Наши уроки литературы проходили в кровати, естественно. «Мы двое, ты и я, — говорил он, — зе ту оф ас, две голые в кровати и с Бяликом притом». Но я читала ему и других поэтов. «Этот Альтерман мне нравится, — говорил он. — У него часто появляется буква „э“. И с Ионой Волох я тоже встретился бы с удовольствием». Но что до Бялика и его «будь мне», то именно к этому выражению Эйтан почему-то прилип и именно его он себе присвоил и начал употреблять по любому поводу и в любом смысле. Вместо «скажи мне», или «обними, поцелуй, погладь, коснись меня» он говорил «будь мне». Я не уверена, что Бялик имел в виду именно это, но в нашем обиходе «будь мне» стало означать — сделай мне приятно и хорошо, на сердце, в душе и в теле. Будь мне. Увлеки меня, укачай меня или свяжи меня, и вообще — делай со мной все, что твоей душе угодно. Покажи, что ты любишь меня, что ты понимаешь мою любовь, и объясни, только объясни медленно и точно, как именно ты ее понимаешь. И еще — что у нас есть наше «вместе», наше «друг для друга», не просто мужчина для себя и женщина для себя, но именно «ты будь мне» и «я буду тебе», и не только в повелительном наклонении и в будущем времени, но и в настоящем: «я есть тебе, ты есть мне». «Кстати, слово „любовь“, — удивил он меня однажды, — нужно писать: „л-ю-б-о-г“. Это ближе к Всевышнему». Ага, я уже вижу по вашим глазам, что кое-что проникает даже сквозь ваши гендерные заборчики! Я опытная учительница, уж я-то знаю, как понимание отражается в глазах…

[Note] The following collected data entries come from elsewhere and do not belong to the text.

//! End-to-end publishing of `.env` sections.
//!
//! A run waits for the store to become ready, optionally bootstraps it,
//! writes every section, then reads each written section back. Sections are
//! isolated from each other: a failed write is recorded and the loop moves on.
//! A rejected credential is the exception and aborts the run.

use std::thread;
use std::time::Duration;

use tracing::{debug, info, warn};

use crate::core::bootstrap;
use crate::core::constants;
use crate::core::domain::{SectionOutcome, SectionReport, SyncReport};
use crate::core::parser;
use crate::core::store::SecretStore;
use crate::error::{StoreError, SyncError};

/// How long to wait for the store before giving up.
#[derive(Debug, Clone, Copy, PartialEq, Eq)]
pub struct Readiness {
    /// Total probes, at least one
    pub attempts: u32,
    /// Pause between probes
    pub interval: Duration,
}

impl Readiness {
    /// Short budget for a plain sync against a running store.
    pub fn for_sync() -> Self {
        Self {
            attempts: constants::SYNC_READY_ATTEMPTS,
            interval: constants::SYNC_READY_INTERVAL,
        }
    }

    /// Long budget for init, which often races the store's startup.
    pub fn for_init() -> Self {
        Self {
            attempts: constants::INIT_READY_ATTEMPTS,
            interval: constants::INIT_READY_INTERVAL,
        }
    }

    /// Probe until ready or out of attempts. Sleeps between probes, never
    /// after the last one.
    pub fn wait<S: SecretStore + ?Sized>(&self, store: &S) -> bool {
        let attempts = self.attempts.max(1);
        for attempt in 1..=attempts {
            if store.is_ready() {
                debug!(attempt, "store ready");
                return true;
            }
            info!(attempt, attempts, "store not ready");
            if attempt < attempts {
                thread::sleep(self.interval);
            }
        }
        false
    }
}

/// Options for one sync run.
#[derive(Debug, Clone)]
pub struct SyncOptions {
    /// Run the bootstrap sequence before writing sections
    pub bootstrap: bool,
    /// Label used in token display names
    pub environment: String,
    pub readiness: Readiness,
}

impl SyncOptions {
    /// Plain sync with the short readiness budget.
    pub fn sync(environment: impl Into<String>) -> Self {
        Self {
            bootstrap: false,
            environment: environment.into(),
            readiness: Readiness::for_sync(),
        }
    }

    /// Bootstrap followed by sync, with the long readiness budget.
    pub fn init(environment: impl Into<String>) -> Self {
        Self {
            bootstrap: true,
            environment: environment.into(),
            readiness: Readiness::for_init(),
        }
    }

    pub fn with_readiness(mut self, readiness: Readiness) -> Self {
        self.readiness = readiness;
        self
    }
}

/// Publish every section of `text` under `mount`.
///
/// # Errors
///
/// Returns `SyncError::Unreachable` if the store never became ready, in
/// which case nothing was written, and `SyncError::Bootstrap` if bootstrap
/// was requested and failed. A rejected credential while writing stops the
/// loop with `SyncError::Auth`. Other per-section failures are not errors;
/// they are recorded in the returned report.
pub fn sync<S: SecretStore + ?Sized>(
    store: &S,
    text: &str,
    mount: &str,
    options: &SyncOptions,
) -> Result<SyncReport, SyncError> {
    if !options.readiness.wait(store) {
        warn!(attempts = options.readiness.attempts, "store never became ready");
        return Err(SyncError::Unreachable {
            attempts: options.readiness.attempts.max(1),
        });
    }

    let tokens = if options.bootstrap {
        Some(bootstrap::bootstrap(store, mount, &options.environment)?)
    } else {
        None
    };

    let sections = parser::parse(text);
    info!(sections = sections.len(), mount, "publishing sections");

    let mut reports = Vec::with_capacity(sections.len());
    for section in &sections {
        let document = section.document();
        let outcome = match store.put_secret(mount, &section.key, &document) {
            Ok(version) => {
                info!(section = %section.key, fields = document.len(), ?version, "section written");
                SectionOutcome::Written { version }
            }
            Err(source @ StoreError::Auth { .. }) => {
                warn!(section = %section.key, "credential rejected, aborting");
                return Err(SyncError::Auth {
                    section: section.key.clone(),
                    source,
                });
            }
            Err(e) => {
                warn!(section = %section.key, error = %e, "section write failed");
                SectionOutcome::WriteFailed(e.to_string())
            }
        };
        reports.push(SectionReport {
            key: section.key.clone(),
            name: section.name.clone(),
            description: section.description.clone(),
            fields: document.len(),
            outcome,
            stored: None,
        });
    }

    for (section, report) in sections.iter().zip(reports.iter_mut()) {
        if !report.outcome.is_written() {
            continue;
        }
        let intended = section.document();
        match store.get_secret(mount, &section.key) {
            Ok(Some(stored)) => {
                if stored != intended {
                    warn!(section = %section.key, "stored content differs from what was written");
                    report.outcome =
                        SectionOutcome::VerifyFailed("stored content does not match".to_string());
                } else {
                    debug!(section = %section.key, fingerprint = %stored.fingerprint(), "section verified");
                }
                report.stored = Some(stored);
            }
            Ok(None) => {
                warn!(section = %section.key, "section not found after write");
                report.outcome = SectionOutcome::VerifyFailed("not found after write".to_string());
            }
            Err(e) => {
                warn!(section = %section.key, error = %e, "section read-back failed");
                report.outcome = SectionOutcome::VerifyFailed(e.to_string());
            }
        }
    }

    let report = SyncReport {
        sections: reports,
        tokens,
    };
    info!(
        written = report.written(),
        write_failures = report.write_failures(),
        verify_failures = report.verify_failures(),
        "sync finished"
    );
    Ok(report)
}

Я помню: однажды я показала ему изображения трех женщин — леонардовской Моны Лизы, боттичеллиевской Венеры и гойевской Махи — точнее, четырех, потому что у Гойи есть Маха одетая и Маха обнаженная.

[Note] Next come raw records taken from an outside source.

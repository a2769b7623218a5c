//! Test support utilities for thothix-vault integration tests.
//!
//! Provides an isolated working directory per test and helper commands.

#![allow(dead_code)]

pub mod assertions;
pub mod commands;
pub mod fixtures;

#[allow(unused_imports)]
pub use assertions::*;
#[allow(unused_imports)]
pub use fixtures::*;

use std::path::PathBuf;

use tempfile::TempDir;

/// Test environment with an isolated working directory.
///
/// Child processes run with `.current_dir()` set to the temp dir and with
/// every `VAULT_*` variable cleared, so tests can run in parallel and never
/// reach a real Vault by accident.
pub struct Test {
    /// Temporary directory holding the `.env` file
    pub dir: TempDir,
}

impl Test {
    /// Create an empty test environment.
    pub fn new() -> Self {
        let dir = TempDir::new().expect("failed to create temp dir");
        Self { dir }
    }

    /// Create a test environment with `.env` set to `contents`.
    pub fn with_env(contents: &str) -> Self {
        let t = Self::new();
        t.write_env(contents);
        t
    }

    /// Overwrite `.env`.
    pub fn write_env(&self, contents: &str) {
        self.write(".env", contents);
    }

    /// Write a file relative to the test directory.
    pub fn write(&self, name: &str, contents: &str) -> PathBuf {
        let path = self.dir.path().join(name);
        std::fs::write(&path, contents).expect("failed to write test file");
        path
    }

    /// Whether a file exists relative to the test directory.
    pub fn exists(&self, name: &str) -> bool {
        self.dir.path().join(name).exists()
    }
}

Он посмотрел на них беглым взглядом и сказал:
— Живопись меня не интересует.
Я сказала:
— Кто говорит о живописи, Эйтан? Посмотри на них, как мужчина смотрит на женщину. С кем из них ты бы лег в постель? С кем ты бы пошел погулять?
О Моне Лизе он сказал так:
— Эта, наверно, считается красивой, но она ничего не излучает. Она из тех красоток, которые не волнуют.
О Венере Боттичелли:
— Голова красивая, но ноги очень печальные.
А о Махе Гойи:
— Сексуальная уродина, ничего не скажешь. Рожа, как жопа, но по части секса обеим предыдущим даст фору. Сверкает, как солнце в простынях, так и сияет из своей постели. И голая, и одетая. Интересно, какую из них он рисовал сначала, а какую потом, что он ей сказал после первого рисунка: «Оденься» или «Разденься»? Но в общем, — заключил он, — вся эта твоя живопись не поспорит с красотой раскрытого граната «уандерфул» на белой тарелке под солнцем…
— Насчет сорта граната ты прав, — сказала я, — но сказано это не о раскрытом гранате на белой тарелке, а о красных зернах граната в серебряном стакане, и не на солнце, а между солнцем и тенью[46].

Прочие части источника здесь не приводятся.